Dans « l'affaire Benalla » ce n'est pas le fond qui gêne mais la forme : ce n'est pas la violence répétée de la « petite frappe macronienne » qui a ému les politiques et les médias, mais le fait qu'il n'était pas expressément mandaté pour violenter une femme, tabasser un homme à terre.
Benalla
n'est qu'un petit soldat de la star-up France dirigée par le
banquier Macron au services des actionnaires du CAC 40.
Dont
acte ! Il n'y aura jamais de procès pour violence policière,
celle-ci étant totalement intégrée et admise dans notre société
en particulier depuis qu'elle se trouve légitimée par l'état
d'urgence dont l'usage, on le voit bien, vise essentiellement les
« terroristes de l'intérieur » que sont les opposants
politiques.
N'importe
quel manifestant sait combien il est devenu dangereux de défiler
aujourd'hui, combien les scènes de violences policières relèvent
du quotidien.
En
corollaire, on connaît également la honteuse complicité de la
majorité des médias de plus en plus flagrante. Plutôt que de
donner à voir les exactions des forces de l'ordre, ceux-ci se
complaisent dans la désignation de coupables désignés par avance
par le pouvoir : les étudiants présentés comme manipulés,
les voyous descendus des cités ou encore les dangereux casseurs
cagoulés du « black blok ».
Sans
contre information, sans recul, sans volonté il faut bien le dire,
le citoyen lambda ne retient de la manifestation parisienne que les
vitrines cassées et les façades de banque taguées.
Le
triptyque « Manipulation, Désinformation, Répression »
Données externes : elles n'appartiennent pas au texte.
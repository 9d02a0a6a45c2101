use serde::{Deserialize, Serialize};
use std::fmt;

/// Coarse high / medium / low rating used across trend analysis
#[derive(Debug, Clone, Copy, PartialEq, Eq, PartialOrd, Ord, Serialize, Deserialize)]
#[serde(rename_all = "lowercase")]
pub enum Level {
    /// Below the medium threshold
    Low,
    /// Between the thresholds
    Medium,
    /// Above the high threshold
    High,
}

impl Level {
    /// Rates `value`: strictly above `high` is high, strictly above `medium` is medium
    pub fn from_thresholds(value: f64, high: f64, medium: f64) -> Self {
        if value > high {
            Level::High
        } else if value > medium {
            Level::Medium
        } else {
            Level::Low
        }
    }

    /// Lowercase name
    pub fn as_str(&self) -> &'static str {
        match self {
            Level::Low => "low",
            Level::Medium => "medium",
            Level::High => "high",
        }
    }

    /// Name with an initial capital, for headings and tables
    pub fn capitalized(&self) -> &'static str {
        match self {
            Level::Low => "Low",
            Level::Medium => "Medium",
            Level::High => "High",
        }
    }
}

impl fmt::Display for Level {
    fn fmt(&self, f: &mut fmt::Formatter<'_>) -> fmt::Result {
        f.write_str(self.as_str())
    }
}

/// Job market and search interest figures for one technology
#[derive(Debug, Clone, Copy, PartialEq, Eq, Serialize, Deserialize)]
pub struct MarketData {
    /// Open job postings
    pub job_count: u64,
    /// Average yearly salary in USD
    pub average_salary: u64,
    /// Relative search interest, 0 to 100
    pub interest_score: u32,
}

impl MarketData {
    /// Demand growth derived from the job count
    pub fn growth(&self) -> Level {
        Level::from_thresholds(self.job_count as f64, 30_000.0, 15_000.0)
    }
}

/// Source of market figures for technologies
pub trait MarketDataProvider: Send + Sync {
    /// Figures for `technology`, `None` when nothing is known about it
    fn lookup(&self, technology: &str) -> Option<MarketData>;
}

/// Built-in snapshot of job counts, salaries and interest scores
#[derive(Debug, Clone, Copy, Default)]
pub struct StaticMarketData;

/// `(key, job_count, average_salary, interest_score)`, in lookup order
const MARKET_TABLE: &[(&str, u64, u64, u32)] = &[
    ("python", 50_000, 120_000, 100),
    ("javascript", 70_000, 110_000, 90),
    ("react", 45_000, 125_000, 85),
    ("angular", 25_000, 115_000, 60),
    ("vue", 15_000, 105_000, 50),
    ("node.js", 30_000, 115_000, 70),
    ("django", 12_000, 115_000, 40),
    ("flask", 8_000, 110_000, 35),
    ("fastapi", 5_000, 120_000, 25),
    ("express", 20_000, 105_000, 45),
    ("tensorflow", 10_000, 140_000, 65),
    ("pytorch", 8_000, 135_000, 55),
    ("docker", 35_000, 125_000, 80),
    ("kubernetes", 25_000, 135_000, 75),
    ("aws", 60_000, 130_000, 95),
    ("azure", 40_000, 125_000, 85),
    ("gcp", 20_000, 135_000, 65),
    ("mongodb", 18_000, 115_000, 55),
    ("postgresql", 22_000, 120_000, 65),
    ("mysql", 28_000, 110_000, 70),
];

/// True when `word` occurs in `haystack` without alphanumeric neighbours
fn contains_word(haystack: &str, word: &str) -> bool {
    haystack.match_indices(word).any(|(start, _)| {
        let before = haystack[..start].chars().next_back();
        let after = haystack[start + word.len()..].chars().next();
        !before.map_or(false, char::is_alphanumeric) && !after.map_or(false, char::is_alphanumeric)
    })
}

impl MarketDataProvider for StaticMarketData {
    fn lookup(&self, technology: &str) -> Option<MarketData> {
        let name = technology.trim().to_lowercase();
        if name.is_empty() {
            return None;
        }

        MARKET_TABLE
            .iter()
            .find(|(key, ..)| *key == name)
            .or_else(|| MARKET_TABLE.iter().find(|(key, ..)| contains_word(&name, key)))
            .map(|&(_, job_count, average_salary, interest_score)| MarketData {
                job_count,
                average_salary,
                interest_score,
            })
    }
}

#[cfg(test)]
mod tests {
    use super::*;
    use pretty_assertions::assert_eq;
    use test_case::test_case;

    #[test_case("Python", Some(50_000) ; "exact match ignores case")]
    #[test_case("Node.js", Some(30_000) ; "dotted key")]
    #[test_case("AWS Lambda", Some(60_000) ; "key as a word inside the name")]
    #[test_case("Go", None ; "go does not match django")]
    #[test_case("Java", None ; "java does not match javascript")]
    #[test_case("", None ; "empty name")]
    fn test_lookup(technology: &str, jobs: Option<u64>) {
        assert_eq!(StaticMarketData.lookup(technology).map(|m| m.job_count), jobs);
    }

    #[test]
    fn test_growth_thresholds() {
        let data = |job_count| MarketData { job_count, average_salary: 0, interest_score: 0 };
        assert_eq!(data(30_001).growth(), Level::High);
        assert_eq!(data(30_000).growth(), Level::Medium);
        assert_eq!(data(15_000).growth(), Level::Low);
    }
}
devrait être inscrit au fronton de cet ersatz de démocratie qui se
fait encore appeler République, Vème du nom !...
Mais
pour que tout cela fonctionne, pour que des dérives de plus en plus
graves, de plus en plus visibles apparaissent sans que cela ne
bouleverse l'opinion, il faut des dérivatifs à la pensée
collective !
Le
« silence
des pantoufles »
ne peut accepter et légitimer « le
bruit des bottes »
qu'en échange de compensations...
Aldous
Huxley, il y a près de 80 ans, en 1939 avertissait :
« La
dictature parfaite serait une dictature qui aurait les apparences de
la démocratie, une prison sans murs dont les prisonniers ne
songeraient pas à s'évader. Un système d'esclavage où, grâce à
la consommation et au divertissement, les esclaves auraient l'amour
de leur servitude ... »
Car
il s'agit bien de cela : pour que les blessés, les mutilés et
les morts victimes des violences policières ne provoquent
pratiquement aucune colère, il en faut des produits de consommation
et des distractions...Il en faut des remises de prix, des publicités,
des Stéphane Bern, Hanouna, Nagui et autres Patrick Sébastien...
Avec
la consommation, en plus de la chaîne du salariat les travailleurs
portent une deuxième chaîne à leur cou, chaîne il faut bien le
dire, allégée par les « Années bonheur » du samedi
soir à la télévision sur « France de mes 2 »...
Huxley
précisait les conditions d'une « bonne dictature » :
« Pour
étouffer par avance toute révolte...il suffit de créer un
conditionnement collectif si puissant que l'idée même de révolte
ne viendra même plus à l'esprit des hommes...Ensuite réduire de
manière drastique l'éducation pour la ramener à une forme
d'insertion professionnelle...Un individu inculte n'a qu'un horizon
de pensée limité et plus sa pensée est bornée à des
préoccupations médiocres, moins il peut se révolter...(Il suffit)
que l'accès au savoir devienne de plus en plus élitiste, que le
fossé se creuse entre le peuple et la science et que l'information
destinée au grand public soit anesthésié de tout contenu à
caractère subversif. Surtout pas de philosophie...diffuser
massivement, via la télévision, des divertissements flattant
toujours l'émotionnel et l'instinctif. Occuper les esprits avec ce
qui est futile et ludique... ».
Chacun
peut à loisir trouver des dizaines d'exemples dans notre société
actuelle...
Sans
commentaire !
Alors,
- Comment qualifier un pays où l'information est tellement déformée que l'on sait d'avance qu'il y aura impunité pour les auteurs de crimes commis sous l'uniforme ?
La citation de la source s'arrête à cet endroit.